**Data for review**
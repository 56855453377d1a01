/// Command definitions and per-command handlers
pub mod commands;
/// Update routing for messages and callback queries
pub mod handlers;
/// Inline keyboards and callback data
pub mod keyboards;
/// MarkdownV2 message templates
pub mod templates;

use std::sync::Arc;

use teloxide::prelude::*;
use teloxide::types::{InlineKeyboardMarkup, MessageId, ParseMode};

use crate::config::Config;
use crate::database::connection::DatabaseManager;
use crate::services::broadcast::Broadcaster;
use crate::utils::feedback::FeedbackType;
use templates::{telegram_len, Branding, MESSAGE_LIMIT};

/// Shared state handed to every handler.
#[derive(Clone)]
pub struct BotContext {
    pub db: DatabaseManager,
    pub config: Arc<Config>,
    pub broadcaster: Broadcaster,
}

impl BotContext {
    pub fn new(bot: Bot, db: DatabaseManager, config: Arc<Config>, bot_username: Option<String>) -> Self {
        let branding = Branding::from_config(&config, bot_username);
        let broadcaster = Broadcaster::new(bot, db.clone(), &config, branding);
        Self {
            db,
            config,
            broadcaster,
        }
    }

    pub fn branding(&self) -> &Branding {
        self.broadcaster.branding()
    }
}

/// Swaps text Telegram would reject for length with a readable error.
pub fn within_message_limit(text: String) -> String {
    let len = telegram_len(&text);
    if len <= MESSAGE_LIMIT {
        return text;
    }
    tracing::error!("Message of {} UTF-16 units exceeds the {} limit, not sent", len, MESSAGE_LIMIT);
    FeedbackType::Error.render("Pesan terlalu panjang untuk ditampilkan. Silakan hubungi admin.")
}

/// Sends MarkdownV2 text with link previews off and an optional keyboard.
pub async fn reply_markdown(
    bot: &Bot,
    chat_id: ChatId,
    text: String,
    keyboard: Option<InlineKeyboardMarkup>,
) -> ResponseResult<Message> {
    let request = bot
        .send_message(chat_id, within_message_limit(text))
        .parse_mode(ParseMode::MarkdownV2)
        .disable_web_page_preview(true);

    match keyboard {
        Some(markup) => request.reply_markup(markup).await,
        None => request.await,
    }
}

/// Edits a message in place, used when answering inline buttons.
pub async fn edit_markdown(
    bot: &Bot,
    chat_id: ChatId,
    message_id: MessageId,
    text: String,
    keyboard: Option<InlineKeyboardMarkup>,
) -> ResponseResult<()> {
    let request = bot
        .edit_message_text(chat_id, message_id, within_message_limit(text))
        .parse_mode(ParseMode::MarkdownV2)
        .disable_web_page_preview(true);

    match keyboard {
        Some(markup) => request.reply_markup(markup).await?,
        None => request.await?,
    };
    Ok(())
}

#[cfg(test)]
mod tests {
    use super::*;

    #[test]
    fn test_short_text_is_sent_as_is() {
        let text = "🔥 *Promo*".to_string();
        assert_eq!(within_message_limit(text.clone()), text);
    }

    #[test]
    fn test_oversized_text_becomes_error() {
        let text = within_message_limit("a".repeat(MESSAGE_LIMIT + 1));
        assert!(text.starts_with("❌"));
        assert!(text.contains("Pesan terlalu panjang"));
    }
}
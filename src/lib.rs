//! # Shopee Promo Bot
//!
//! A Telegram bot that publishes Shopee affiliate deals to a channel and to
//! subscribed users.
//!
//! ## Features
//! - Admin product catalog managed from chat (`/tambah`, `/toggle`, `/hapus`)
//! - Channel posts and user broadcasts with affiliate buy links
//! - Morning and evening digests on a daily schedule
//! - Channel-membership gate for promo browsing
//! - Persistent storage with SQLite

/// Bot command handlers, keyboards and message templates
pub mod bot;
/// Configuration management and environment variables
pub mod config;
/// Database models, connections, and migrations
pub mod database;
/// Broadcasting, scheduling, membership checks and health endpoints
pub mod services;
/// Utility functions for pricing, formatting, validation, and logging
pub mod utils;
/// Date formatting in the broadcast timezone
pub mod datetime;
/// Standard feedback messages for command outcomes
pub mod feedback;
/// Consistent log line helpers
pub mod logging;
/// MarkdownV2 escaping
pub mod markdown;
/// Rupiah formatting and discount arithmetic
pub mod pricing;
/// `/tambah` argument parsing and validation
pub mod validation;
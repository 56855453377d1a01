/// Channel posts and sequential user broadcasts
pub mod broadcast;
/// Twice-daily digest jobs
pub mod scheduler;
/// HTTP health endpoints
pub mod health;
/// Channel membership checks
pub mod subscription;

**What the task requires**
Nothing but the lines from the top of the entries above through the line with "use teloxide::prelude::*;" should be set down, each exactly as written.

**Result of the exercise**
repository 56855453377d1a01
/// Command definitions and per-command handlers
pub mod commands;
/// Update routing for messages and callback queries
pub mod handlers;
/// Inline keyboards and callback data
pub mod keyboards;
/// MarkdownV2 message templates
pub mod templates;

use std::sync::Arc;

use teloxide::prelude::*;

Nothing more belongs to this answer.